• _What this task involves_: Check every line below for the word "Capped" and copy each one that has it.

• _Provided records_:
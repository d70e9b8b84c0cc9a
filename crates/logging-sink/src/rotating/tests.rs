use super::*;
use crate::constraints::Schedule;

const UNIQUE: &str = "[year][month][day]-[hour][minute][second]-[subsecond digits:9].log";

fn quiet(constraints: SinkConstraints) -> RotatingSink {
    RotatingSink::with_diagnostics(constraints, Diagnostics::Disabled).expect("sink builds")
}

fn armed_id(sink: &RotatingSink) -> Option<u64> {
    sink.shared
        .lock()
        .unwrap()
        .ticker
        .as_ref()
        .map(Ticker::id)
}

#[test]
fn first_rotation_happens_at_construction() {
    let dir = tempfile::tempdir().unwrap();
    let sink = quiet(SinkConstraints::new(dir.path().join("logs"), UNIQUE));

    let current = sink.current_file().expect("file open");
    assert!(current.exists());
    assert_eq!(sink.history().len(), 1);
    assert_eq!(sink.size(), 0);
    assert!(!sink.is_scheduled());
}

#[test]
fn stale_ticker_does_not_rotate() {
    let dir = tempfile::tempdir().unwrap();
    let sink = quiet(
        SinkConstraints::new(dir.path(), UNIQUE).with_schedule(Schedule::every("1h")),
    );
    let armed = armed_id(&sink).expect("timer armed");

    fire(&Arc::downgrade(&sink.shared), armed.wrapping_add(1000));

    assert_eq!(sink.history().len(), 1);
    assert_eq!(armed_id(&sink), Some(armed));
}

#[test]
fn current_ticker_rotates_and_rearms() {
    let dir = tempfile::tempdir().unwrap();
    let sink = quiet(
        SinkConstraints::new(dir.path(), UNIQUE).with_schedule(Schedule::every("1h")),
    );
    let armed = armed_id(&sink).expect("timer armed");

    fire(&Arc::downgrade(&sink.shared), armed);

    assert_eq!(sink.history().len(), 2);
    let rearmed = armed_id(&sink).expect("timer re-armed");
    assert_ne!(rearmed, armed);
}

#[test]
fn fire_after_drop_is_a_no_op() {
    let dir = tempfile::tempdir().unwrap();
    let sink = quiet(SinkConstraints::new(dir.path(), UNIQUE));
    let weak = Arc::downgrade(&sink.shared);
    drop(sink);

    fire(&weak, 1);
    assert!(weak.upgrade().is_none());
}

#[test]
fn size_rotation_rearms_the_schedule() {
    let dir = tempfile::tempdir().unwrap();
    let sink = quiet(
        SinkConstraints::new(dir.path(), UNIQUE)
            .with_max_size(10)
            .with_schedule(Schedule::every("1h")),
    );
    let before = armed_id(&sink).expect("timer armed");

    sink.write(b"0123456789").unwrap();

    let after = armed_id(&sink).expect("timer re-armed");
    assert_ne!(before, after);
}

#[test]
fn clones_share_one_file() {
    let dir = tempfile::tempdir().unwrap();
    let sink = quiet(SinkConstraints::new(dir.path(), UNIQUE));
    let clone = sink.clone();

    sink.write(b"abc").unwrap();
    clone.write(b"def").unwrap();

    assert_eq!(sink.size(), 6);
    assert_eq!(sink.current_file(), clone.current_file());
    let contents = fs::read(sink.current_file().unwrap()).unwrap();
    assert_eq!(contents, b"abcdef");
}

/// Accepts `capacity` bytes, optionally in short chunks, then fails.
struct Capped {
    data: Vec<u8>,
    capacity: usize,
    chunk: usize,
    interrupt_once: bool,
}

impl Capped {
    fn new(capacity: usize, chunk: usize) -> Self {
        Self {
            data: Vec::new(),
            capacity,
            chunk,
            interrupt_once: false,
        }
    }
}

impl io::Write for Capped {
    fn write(&mut self, buf: &[u8]) -> io::Result<usize> {
        if self.interrupt_once {
            self.interrupt_once = false;
            return Err(io::ErrorKind::Interrupted.into());
        }
        let room = self.capacity - self.data.len();
        if room == 0 {
            return Err(io::Error::other("file too large"));
        }
        let n = buf.len().min(room).min(self.chunk);
        self.data.extend_from_slice(&buf[..n]);
        Ok(n)
    }

    fn flush(&mut self) -> io::Result<()> {
        Ok(())
    }
}

#[test]
fn partial_write_reports_bytes_before_failure() {
    let mut out = Capped::new(1024, 300);

    let (written, result) = write_counted(&mut out, &[b'x'; 1500]);

    assert_eq!(written, 1024);
    assert_eq!(written, out.data.len());
    assert_eq!(result.unwrap_err().to_string(), "file too large");
}

#[test]
fn short_writes_and_interrupts_are_retried() {
    let mut out = Capped::new(usize::MAX, 7);
    out.interrupt_once = true;

    let (written, result) = write_counted(&mut out, b"a fairly long record\n");

    result.unwrap();
    assert_eq!(written, 21);
    assert_eq!(out.data, b"a fairly long record\n");
}

#[test]
fn zero_length_write_is_an_error() {
    let mut out = Capped::new(usize::MAX, 0);

    let (written, result) = write_counted(&mut out, b"abc");

    assert_eq!(written, 0);
    assert_eq!(result.unwrap_err().kind(), io::ErrorKind::WriteZero);
}

#[test]
fn clones_share_one_destination() {
    let dir = tempfile::tempdir().unwrap();
    let sink = quiet(SinkConstraints::new(dir.path(), UNIQUE));
    let first: Arc<dyn Writer> = Arc::new(sink.clone());
    let second: Arc<dyn Writer> = Arc::new(sink.clone());
    let other: Arc<dyn Writer> = Arc::new(quiet(SinkConstraints::new(
        dir.path().join("other"),
        UNIQUE,
    )));

    assert!(logging::same_writer(&first, &second));
    assert!(!logging::same_writer(&first, &other));
}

• _Answer to the problem_:
struct Capped {
impl Capped {
impl io::Write for Capped {
    let mut out = Capped::new(1024, 300);
    let mut out = Capped::new(usize::MAX, 7);
    let mut out = Capped::new(usize::MAX, 0);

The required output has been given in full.